* What is being asked *
If a line of the material contains "Perfil", copy it.

* * * * * * *

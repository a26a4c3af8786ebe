//! Authenticated shell: fixed sidebar, header, and routed content area.

use leptos::prelude::*;
use leptos_router::components::Outlet;

use crate::net::types::Role;
use crate::state::session::SessionState;

/// Layout for every page under `/dashboard`.
#[component]
pub fn DashboardLayout() -> impl IntoView {
    let collapsed = RwSignal::new(false);

    view! {
        <div class="app-shell">
            <Sidebar collapsed=collapsed/>
            <Header collapsed=collapsed/>
            <main class=move || {
                if collapsed.get() { "app-shell__main app-shell__main--wide" } else { "app-shell__main" }
            }>
                <Outlet/>
            </main>
        </div>
    }
}

/// Side navigation. The admin entry only renders for admin accounts.
#[component]
fn Sidebar(collapsed: RwSignal<bool>) -> impl IntoView {
    let session = expect_context::<RwSignal<SessionState>>();
    let is_admin = move || {
        session
            .get()
            .user
            .as_ref()
            .is_some_and(|u| u.role == Role::Admin)
    };

    view! {
        <nav class=move || {
            if collapsed.get() { "sidebar sidebar--collapsed" } else { "sidebar" }
        }>
            <div class="sidebar__brand">
                <span class="sidebar__logo">"+"</span>
                <span class="sidebar__title">"Bitácora Médica"</span>
            </div>

            <a href="/dashboard" class="sidebar__link">"Inicio"</a>
            <a href="/dashboard/patients" class="sidebar__link">"Pacientes"</a>
            <Show when=is_admin>
                <a href="/dashboard/admin" class="sidebar__link">"Administración"</a>
            </Show>
            <a href="/dashboard/support" class="sidebar__link">"Soporte"</a>
            <a href="/dashboard/settings" class="sidebar__link">"Mi Perfil"</a>

            <div class="sidebar__spacer"></div>
            <LogoutButton/>
        </nav>
    }
}

/// Top bar: collapse toggle, professional name, theme switch.
#[component]
fn Header(collapsed: RwSignal<bool>) -> impl IntoView {
    let session = expect_context::<RwSignal<SessionState>>();
    let theme = RwSignal::new(crate::util::theme::read_preference());

    let display_name = move || {
        let state = session.get();
        state
            .profile
            .as_ref()
            .and_then(|p| p.full_name.clone())
            .or_else(|| state.user.as_ref().map(|u| u.email.clone()))
            .unwrap_or_default()
    };

    view! {
        <header class="topbar">
            <button
                class="topbar__toggle"
                on:click=move |_| collapsed.update(|c| *c = !*c)
            >
                "☰"
            </button>
            <span class="topbar__spacer"></span>
            <button
                class="topbar__theme"
                on:click=move |_| theme.set(crate::util::theme::toggle(theme.get()))
            >
                {move || if theme.get().is_dark() { "Claro" } else { "Oscuro" }}
            </button>
            <span class="topbar__user">{display_name}</span>
        </header>
    }
}

/// Sign out through the bridge; the session-change subscription clears the
/// store and the guards take the user back to the login screen.
#[component]
pub fn LogoutButton() -> impl IntoView {
    let bridge = expect_context::<crate::auth::bridge::AuthBridge>();

    let on_click = move |_| {
        let bridge = bridge.clone();
        leptos::task::spawn_local(async move {
            if let Err(e) = bridge.sign_out().await {
                leptos::logging::warn!("sign out failed: {e}");
            }
        });
    };

    view! {
        <button class="sidebar__logout" on:click=on_click>
            "Cerrar sesión"
        </button>
    }
}
//! Profile settings for an approved account.

use leptos::prelude::*;

use crate::components::form::{FormError, TextAreaField, TextField};
use crate::net::types::ProfilePatch;
use crate::state::session::{self, SessionState};

#[component]
pub fn ProfilePage() -> impl IntoView {
    let session = expect_context::<RwSignal<SessionState>>();

    let profile = session.get_untracked().profile.unwrap_or_default();
    let full_name = RwSignal::new(profile.full_name.unwrap_or_default());
    let specialty = RwSignal::new(profile.specialty);
    let phone = RwSignal::new(profile.phone);
    let university = RwSignal::new(profile.university.unwrap_or_default());
    let bio = RwSignal::new(profile.bio.unwrap_or_default());

    let error = RwSignal::new(None::<String>);
    let saved = RwSignal::new(false);
    let pending = RwSignal::new(false);

    let email = move || {
        session
            .get()
            .user
            .as_ref()
            .map(|u| u.email.clone())
            .unwrap_or_default()
    };
    let avatar = move || {
        session
            .get()
            .profile
            .as_ref()
            .and_then(|p| p.avatar_url.clone())
    };

    let on_submit = move |ev: leptos::ev::SubmitEvent| {
        ev.prevent_default();
        if pending.get() {
            return;
        }
        if full_name.get().trim().is_empty() {
            error.set(Some("El nombre completo es requerido".to_owned()));
            return;
        }

        let patch = ProfilePatch {
            full_name: Some(full_name.get().trim().to_owned()),
            specialty: Some(specialty.get().trim().to_owned()),
            phone: Some(phone.get().trim().to_owned()),
            university: Some(university.get().trim().to_owned()),
            bio: Some(bio.get().trim().to_owned()),
            ..ProfilePatch::default()
        };

        pending.set(true);
        error.set(None);
        saved.set(false);
        leptos::task::spawn_local(async move {
            match crate::net::api::update_profile(session, &patch).await {
                Ok(()) => {
                    session::write(session, |s| s.update_profile(&patch));
                    saved.set(true);
                }
                Err(e) => {
                    leptos::logging::error!("profile update failed: {e}");
                    error.set(Some("No pudimos guardar los cambios.".to_owned()));
                }
            }
            pending.set(false);
        });
    };

    view! {
        <div class="profile-page">
            <h1>"Mi Perfil"</h1>

            <div class="profile-page__identity">
                {move || {
                    avatar()
                        .map(|url| view! { <img class="profile-page__avatar" src=url alt="Avatar"/> })
                }}
                <span class="profile-page__email">{email}</span>
            </div>

            <form on:submit=on_submit>
                <TextField label="Nombre completo" value=full_name/>
                <TextField label="Especialidad" value=specialty/>
                <TextField label="Teléfono" value=phone/>
                <TextField label="Universidad de egreso" value=university/>
                <TextAreaField label="Biografía" value=bio/>
                <FormError error=error/>
                <Show when=move || saved.get()>
                    <p class="profile-page__saved">"Cambios guardados."</p>
                </Show>
                <button class="btn btn--primary" type="submit" disabled=move || pending.get()>
                    {move || if pending.get() { "Guardando..." } else { "Guardar cambios" }}
                </button>
            </form>
        </div>
    }
}
//! Support page: open a ticket and review previous ones.

use leptos::prelude::*;

use crate::components::form::{FormError, TextAreaField, TextField};
use crate::state::session::SessionState;

#[component]
pub fn SupportPage() -> impl IntoView {
    let session = expect_context::<RwSignal<SessionState>>();
    let tickets = LocalResource::new(move || crate::net::api::list_tickets(session));

    let subject = RwSignal::new(String::new());
    let message = RwSignal::new(String::new());
    let error = RwSignal::new(None::<String>);
    let pending = RwSignal::new(false);

    let on_submit = move |ev: leptos::ev::SubmitEvent| {
        ev.prevent_default();
        if pending.get() {
            return;
        }
        if subject.get().trim().is_empty() || message.get().trim().is_empty() {
            error.set(Some("Asunto y mensaje son requeridos".to_owned()));
            return;
        }

        pending.set(true);
        error.set(None);
        leptos::task::spawn_local(async move {
            let outcome = crate::net::api::create_ticket(
                session,
                subject.get_untracked().trim(),
                message.get_untracked().trim(),
            )
            .await;
            match outcome {
                Ok(()) => {
                    subject.set(String::new());
                    message.set(String::new());
                    tickets.refetch();
                }
                Err(e) => {
                    leptos::logging::error!("ticket creation failed: {e}");
                    error.set(Some("No pudimos crear el ticket.".to_owned()));
                }
            }
            pending.set(false);
        });
    };

    view! {
        <div class="support-page">
            <h1>"Soporte"</h1>

            <form class="support-page__form" on:submit=on_submit>
                <TextField label="Asunto" value=subject/>
                <TextAreaField label="Mensaje" value=message/>
                <FormError error=error/>
                <button class="btn btn--primary" type="submit" disabled=move || pending.get()>
                    {move || if pending.get() { "Enviando..." } else { "Enviar" }}
                </button>
            </form>

            <h3>"Tus tickets"</h3>
            <Suspense fallback=move || view! { <p>"Cargando tickets..."</p> }>
                {move || {
                    tickets.get().map(|result| {
                        let list = result.unwrap_or_default();
                        if list.is_empty() {
                            view! { <p class="support-page__empty">"Sin tickets anteriores."</p> }.into_any()
                        } else {
                            view! {
                                <ul class="support-page__list">
                                    {list
                                        .into_iter()
                                        .map(|t| {
                                            let response = t.response.clone().map(|r| {
                                                view! { <p class="ticket__response">"Respuesta: " {r}</p> }
                                            });
                                            view! {
                                                <li class="ticket">
                                                    <span class="ticket__subject">{t.subject.clone()}</span>
                                                    <span class="ticket__status">{t.status.clone()}</span>
                                                    <p>{t.message.clone()}</p>
                                                    {response}
                                                </li>
                                            }
                                        })
                                        .collect::<Vec<_>>()}
                                </ul>
                            }
                                .into_any()
                        }
                    })
                }}
            </Suspense>
        </div>
    }
}
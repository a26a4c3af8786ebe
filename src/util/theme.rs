//! Theme preference: stored in `localStorage`, applied as a `.dark` class on
//! the document element. Falls back to the system preference when the user
//! has not chosen. Requires a browser environment.

#[cfg(feature = "hydrate")]
const STORAGE_KEY: &str = "bitacora-theme";

#[derive(Clone, Copy, Debug, Default, PartialEq, Eq)]
pub enum Theme {
    #[default]
    Light,
    Dark,
}

impl Theme {
    pub fn is_dark(self) -> bool {
        self == Self::Dark
    }

    fn flipped(self) -> Self {
        match self {
            Self::Light => Self::Dark,
            Self::Dark => Self::Light,
        }
    }
}

/// Resolve the active theme: stored choice first, system preference second.
pub fn read_preference() -> Theme {
    #[cfg(feature = "hydrate")]
    {
        let Some(window) = web_sys::window() else {
            return Theme::Light;
        };

        if let Ok(Some(storage)) = window.local_storage() {
            if let Ok(Some(stored)) = storage.get_item(STORAGE_KEY) {
                return if stored == "dark" { Theme::Dark } else { Theme::Light };
            }
        }

        let system_dark = window
            .match_media("(prefers-color-scheme: dark)")
            .ok()
            .flatten()
            .map_or(false, |mq| mq.matches());
        if system_dark { Theme::Dark } else { Theme::Light }
    }
    #[cfg(not(feature = "hydrate"))]
    {
        Theme::Light
    }
}

/// Sync the `.dark` class on `<html>` with the given theme.
pub fn apply(theme: Theme) {
    #[cfg(feature = "hydrate")]
    {
        if let Some(el) = web_sys::window()
            .and_then(|w| w.document())
            .and_then(|d| d.document_element())
        {
            let class_list = el.class_list();
            if theme.is_dark() {
                let _ = class_list.add_1("dark");
            } else {
                let _ = class_list.remove_1("dark");
            }
        }
    }
    #[cfg(not(feature = "hydrate"))]
    {
        let _ = theme;
    }
}

/// Switch theme, apply it, and persist the choice.
pub fn toggle(current: Theme) -> Theme {
    let next = current.flipped();
    apply(next);
    #[cfg(feature = "hydrate")]
    {
        if let Some(window) = web_sys::window() {
            if let Ok(Some(storage)) = window.local_storage() {
                let _ =
                    storage.set_item(STORAGE_KEY, if next.is_dark() { "dark" } else { "light" });
            }
        }
    }
    next
}
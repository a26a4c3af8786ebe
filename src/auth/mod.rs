//! Authentication core: identity provider bridge, deep-link capture, backend
//! sync, and route guards.
//!
//! DATA FLOW
//! =========
//! Deep-Link Capture → Identity Provider Bridge (establish session) →
//! session-change subscription → Backend Sync (fetch + normalize profile) →
//! Session Store commit → Route Guard re-evaluation.

pub mod bridge;
pub mod deep_link;
pub mod error;
pub mod guards;
pub mod sync;
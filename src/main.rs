use std::{process, str::FromStr};

use archgrid::cli::Args;
use clap::Parser;
use log::LevelFilter;

fn main() {
    let args = Args::parse();

    let log_level = LevelFilter::from_str(&args.log_level).unwrap_or_else(|_| {
        eprintln!(
            "Invalid log level: {}. Using 'warn' instead.",
            args.log_level
        );
        LevelFilter::Warn
    });
    env_logger::Builder::from_env(env_logger::Env::default())
        .filter_level(log_level)
        .init();
    log::debug!(args:?; "Parsed arguments");

    if let Err(err) = archgrid::run(&args) {
        eprintln!("error: {err:#}");
        process::exit(1);
    }
}
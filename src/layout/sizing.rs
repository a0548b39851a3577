use crate::config::LayoutConfig;
use crate::ir::{ChildDirection, DiagramNode};

fn cells(count: usize) -> i32 {
    i32::try_from(count).unwrap_or(i32::MAX)
}

/// Fill in missing width/height of a leaf from its text.
/// Returns true when the width was computed here.
pub(super) fn size_leaf(node: &mut DiagramNode, config: &LayoutConfig) -> bool {
    let lines = node.text_lines();
    let longest = cells(
        lines
            .iter()
            .map(|line| line.chars().count())
            .max()
            .unwrap_or(0),
    );
    let line_count = cells(lines.len());
    let title = cells(node.title_len());

    let mut auto_width = false;
    if node.width.is_none() {
        node.width = Some((longest + 4).max(title + 6).max(config.min_box_width));
        auto_width = true;
    }
    if node.height.is_none() {
        node.height = Some((line_count + 2).max(config.min_box_height));
    }
    auto_width
}

/// Size every leaf among `siblings`, then pull the auto-sized ones to a
/// common width when they are already within 70% of each other.
pub(super) fn size_siblings(siblings: &mut [DiagramNode], config: &LayoutConfig) {
    let auto: Vec<bool> = siblings
        .iter_mut()
        .map(|node| !node.is_container() && size_leaf(node, config))
        .collect();

    let widths: Vec<i32> = siblings
        .iter()
        .zip(&auto)
        .filter(|(_, auto)| **auto)
        .filter_map(|(node, _)| node.width)
        .collect();
    if widths.len() < 2 {
        return;
    }
    let (Some(min), Some(max)) = (widths.iter().min(), widths.iter().max()) else {
        return;
    };
    if i64::from(*min) * 10 < i64::from(*max) * 7 {
        return;
    }
    let target = *max;
    for (node, auto) in siblings.iter_mut().zip(&auto) {
        if *auto {
            node.width = Some(target);
        }
    }
}

/// Outer extent of a positioned child, shadow included.
pub(super) fn far_corner(node: &DiagramNode) -> (i32, i32) {
    let (shadow_w, shadow_h) = node.shadow_extent();
    (
        node.x
            .unwrap_or(0)
            .saturating_add(node.width.unwrap_or(0))
            .saturating_add(shadow_w),
        node.y
            .unwrap_or(0)
            .saturating_add(node.height.unwrap_or(0))
            .saturating_add(shadow_h),
    )
}

/// Wrap a container around its already positioned children.
pub(super) fn fit_container(node: &mut DiagramNode, longest_label: usize, config: &LayoutConfig) {
    let (content_w, content_h) = node
        .children()
        .iter()
        .map(far_corner)
        .fold((0, 0), |(w, h), (cw, ch)| (w.max(cw), h.max(ch)));

    if node.width.is_none() {
        let mut interior = content_w.saturating_add(config.pad_left);
        if node.child_direction == ChildDirection::Vertical {
            let widest = node
                .children()
                .iter()
                .filter_map(|child| child.width)
                .max()
                .unwrap_or(0);
            if longest_label > 0 {
                interior = interior
                    .max(config.pad_left + widest.div_euclid(2) + 2 + cells(longest_label) + 1);
            }
        }
        let title = cells(node.title_len());
        node.width = Some(interior.saturating_add(2).max(title + 6).max(config.min_box_width));
    }
    if node.height.is_none() {
        node.height = Some(
            content_h
                .saturating_add(config.pad_top + 2)
                .max(config.min_box_height),
        );
    }
}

* * * * * * *

* Result of this task *
            <a href="/dashboard/settings" class="sidebar__link">"Mi Perfil"</a>
            <h1>"Mi Perfil"</h1>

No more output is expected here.